Stereoselective allylic cyclizations and rearrangements

Abstract

Herein, we aim to explore the unique reactivity of allyl groups in two different areas: synthesis of densely functionalized five-membered ring systems and mechanistic studies of Pd- catalyzed formation of complex quaternary nitriles. The first part addresses the paucity of methods available for the formation of highly substituted five-membered rings, which are a common motif in natural compounds and pharmaceuticals. We developed a method that provides access to cyclopentenols and methylene cyclopentenols via the union of the Claisen rearrangement and Sakurai allylation. In this instance, the Claisen rearrangement allows for the stereospecific generation of the carbon framework, whereas the intramolecular Sakurai allylation provides a stereoselective cyclization reaction.

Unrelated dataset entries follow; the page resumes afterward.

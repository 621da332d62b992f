use crate::entities::{BookingStatus, booking_entity, review_entity};
use crate::error::{AppError, AppResult};
use crate::models::{CreateReviewRequest, ReviewQuery, ReviewResponse};
use crate::services::map_unique_violation;
use crate::utils::{normalize_language, require_non_empty};
use chrono::{NaiveDate, Utc};
use sea_orm::sea_query::Expr;
use sea_orm::{ColumnTrait, DatabaseConnection, EntityTrait, QueryFilter, QueryOrder, Set};
use uuid::Uuid;

#[derive(Clone)]
pub struct ReviewService {
    pool: DatabaseConnection,
}

/// Guests may review once their stay is over.
fn can_review(booking: &booking_entity::Model, today: NaiveDate) -> bool {
    match booking.status {
        BookingStatus::Completed => true,
        BookingStatus::Confirmed => booking.check_out <= today,
        _ => false,
    }
}

impl ReviewService {
    pub fn new(pool: DatabaseConnection) -> Self {
        Self { pool }
    }

    /// `approved_only` is forced for public callers by the handler.
    pub async fn list_reviews(&self, query: ReviewQuery) -> AppResult<Vec<ReviewResponse>> {
        let mut select = review_entity::Entity::find();
        if let Some(room_id) = query.room_id {
            select = select.filter(review_entity::Column::RoomId.eq(room_id));
        }
        if query.approved_only {
            select = select.filter(review_entity::Column::IsApproved.eq(true));
        }
        let reviews = select
            .order_by_desc(review_entity::Column::CreatedAt)
            .all(&self.pool)
            .await?;
        Ok(reviews.into_iter().map(Into::into).collect())
    }

    /// New reviews wait for approval before they are listed publicly.
    pub async fn create_review(&self, request: CreateReviewRequest) -> AppResult<ReviewResponse> {
        require_non_empty("comment", &request.comment)?;

        let booking = booking_entity::Entity::find_by_id(request.booking_id)
            .one(&self.pool)
            .await?
            .ok_or_else(|| AppError::NotFound(format!("Booking {} not found", request.booking_id)))?;
        if !can_review(&booking, Utc::now().date_naive()) {
            return Err(AppError::ValidationError(
                "Reviews open after the stay is completed".to_string(),
            ));
        }

        let existing = review_entity::Entity::find()
            .filter(review_entity::Column::BookingId.eq(booking.id))
            .one(&self.pool)
            .await?;
        if existing.is_some() {
            return Err(AppError::Conflict(
                "This booking has already been reviewed".to_string(),
            ));
        }

        let comment = request.comment.trim().to_string();
        let (comment_it, comment_en) = if normalize_language(Some(&request.language)) == "en" {
            (None, Some(comment))
        } else {
            (Some(comment), None)
        };
        let review = review_entity::Model {
            id: Uuid::new_v4(),
            booking_id: booking.id,
            room_id: booking.room_id,
            guest_name: booking.guest_name,
            rating: request.rating.clamp(1, 5) as i16,
            comment_it,
            comment_en,
            is_approved: false,
            created_at: Utc::now(),
        };

        review_entity::Entity::insert(review_entity::ActiveModel {
            id: Set(review.id),
            booking_id: Set(review.booking_id),
            room_id: Set(review.room_id.clone()),
            guest_name: Set(review.guest_name.clone()),
            rating: Set(review.rating),
            comment_it: Set(review.comment_it.clone()),
            comment_en: Set(review.comment_en.clone()),
            is_approved: Set(review.is_approved),
            created_at: Set(review.created_at),
        })
        .exec_without_returning(&self.pool)
        .await
        .map_err(|e| map_unique_violation(e, "This booking has already been reviewed"))?;

        log::info!("Review {} received for booking {}", review.id, review.booking_id);
        Ok(review.into())
    }

    pub async fn approve_review(&self, id: Uuid) -> AppResult<()> {
        let result = review_entity::Entity::update_many()
            .col_expr(review_entity::Column::IsApproved, Expr::value(true))
            .filter(review_entity::Column::Id.eq(id))
            .exec(&self.pool)
            .await?;
        if result.rows_affected == 0 {
            return Err(AppError::NotFound(format!("Review {id} not found")));
        }
        Ok(())
    }

    pub async fn delete_review(&self, id: Uuid) -> AppResult<()> {
        let result = review_entity::Entity::delete_by_id(id)
            .exec(&self.pool)
            .await?;
        if result.rows_affected == 0 {
            return Err(AppError::NotFound(format!("Review {id} not found")));
        }
        Ok(())
    }
}

#[cfg(test)]
mod tests {
    use super::*;
    use crate::services::fixtures::{booking, d, exec};
    use sea_orm::{DatabaseBackend, MockDatabase};

    fn review_request(booking_id: Uuid, rating: i32, language: &str) -> CreateReviewRequest {
        CreateReviewRequest {
            booking_id,
            rating,
            comment: " Soggiorno splendido ".to_string(),
            language: language.to_string(),
        }
    }

    #[test]
    fn test_can_review_after_stay() {
        let mut b = booking("nonna", "2026-07-01", "2026-07-03");
        assert!(!can_review(&b, d("2026-07-05")));
        b.status = BookingStatus::Confirmed;
        assert!(!can_review(&b, d("2026-07-02")));
        assert!(can_review(&b, d("2026-07-03")));
        b.status = BookingStatus::Completed;
        assert!(can_review(&b, d("2026-07-01")));
    }

    #[tokio::test]
    async fn test_review_is_clamped_and_pending_approval() {
        let mut b = booking("pozzo", "2026-05-01", "2026-05-04");
        b.status = BookingStatus::Completed;
        let db = MockDatabase::new(DatabaseBackend::Postgres)
            .append_query_results([vec![b.clone()]])
            .append_query_results([Vec::<review_entity::Model>::new()])
            .append_exec_results([exec(1)])
            .into_connection();
        let service = ReviewService::new(db);

        let review = service
            .create_review(review_request(b.id, 9, "en"))
            .await
            .unwrap();
        assert_eq!(review.rating, 5);
        assert!(!review.is_approved);
        assert_eq!(review.comment_en.as_deref(), Some("Soggiorno splendido"));
        assert!(review.comment_it.is_none());
        assert_eq!(review.room_id, "pozzo");
    }

    #[tokio::test]
    async fn test_second_review_conflicts() {
        let mut b = booking("pozzo", "2026-05-01", "2026-05-04");
        b.status = BookingStatus::Completed;
        let existing = review_entity::Model {
            id: Uuid::new_v4(),
            booking_id: b.id,
            room_id: "pozzo".to_string(),
            guest_name: b.guest_name.clone(),
            rating: 4,
            comment_it: Some("Bello".to_string()),
            comment_en: None,
            is_approved: true,
            created_at: Utc::now(),
        };
        let db = MockDatabase::new(DatabaseBackend::Postgres)
            .append_query_results([vec![b.clone()]])
            .append_query_results([vec![existing]])
            .into_connection();
        let service = ReviewService::new(db);
        let err = service
            .create_review(review_request(b.id, 4, "it"))
            .await
            .unwrap_err();
        assert!(matches!(err, AppError::Conflict(_)));
    }

    #[tokio::test]
    async fn test_approve_missing_review() {
        let db = MockDatabase::new(DatabaseBackend::Postgres)
            .append_exec_results([exec(0)])
            .into_connection();
        let service = ReviewService::new(db);
        assert!(matches!(
            service.approve_review(Uuid::new_v4()).await,
            Err(AppError::NotFound(_))
        ));
    }
}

For 1,2,5-trisubstituted cyclopenten-1-ols this approach has proven to be highly general and stereoselective, furnishing a library of cyclized products in good and very good yields and >20:1 diastereomeric ratio. For 1,2,5-trisubstituted 3- methylene cyclopentan-1-ols, we have developed a stereodivergent method whereby the one-pot stepwise Claisen-Sakurai reaction provided anti-, anti- product and the cascade Claisen-Sakurai reaction furnished syn-, anti- product as a major diastereomer with good yield. In both cases reaction mechanism was investigated to uncover the origin of diastereoselectivity using density functional theory. The second part of this research covers investigating the mechanism of a Pd- catalyzed double rearrangement to form quaternary nitriles, which are molecules of synthetic interest. We studied the mechanism of recently developed highly complex auto-tandem catalytic double allylic rearrangement of N-alloc-N-allyl ynamides to complex quaternary nitriles using density functional theory. This reaction proceeds through two separate and distinct catalytic cycles with both decarboxylative Pd-pi-allyl and Pd(0)-promoted aza-Claisen rearrangements occurring. We discovered previously unreported concomitant decarboxylation/C-C bond formation, reversible C-N ionization and a Pd(0) catalyzed [3,3]-rearrangement along with its stepwise variant. These catalytic cycles are characterized by the highly dynamic nature of the catalyst systems with large degrees of conformational flexibility and a flat potential energy surface. Our studies have rationalized the reactivity observed and can be further developed into predictive models for ligand and catalyst screening.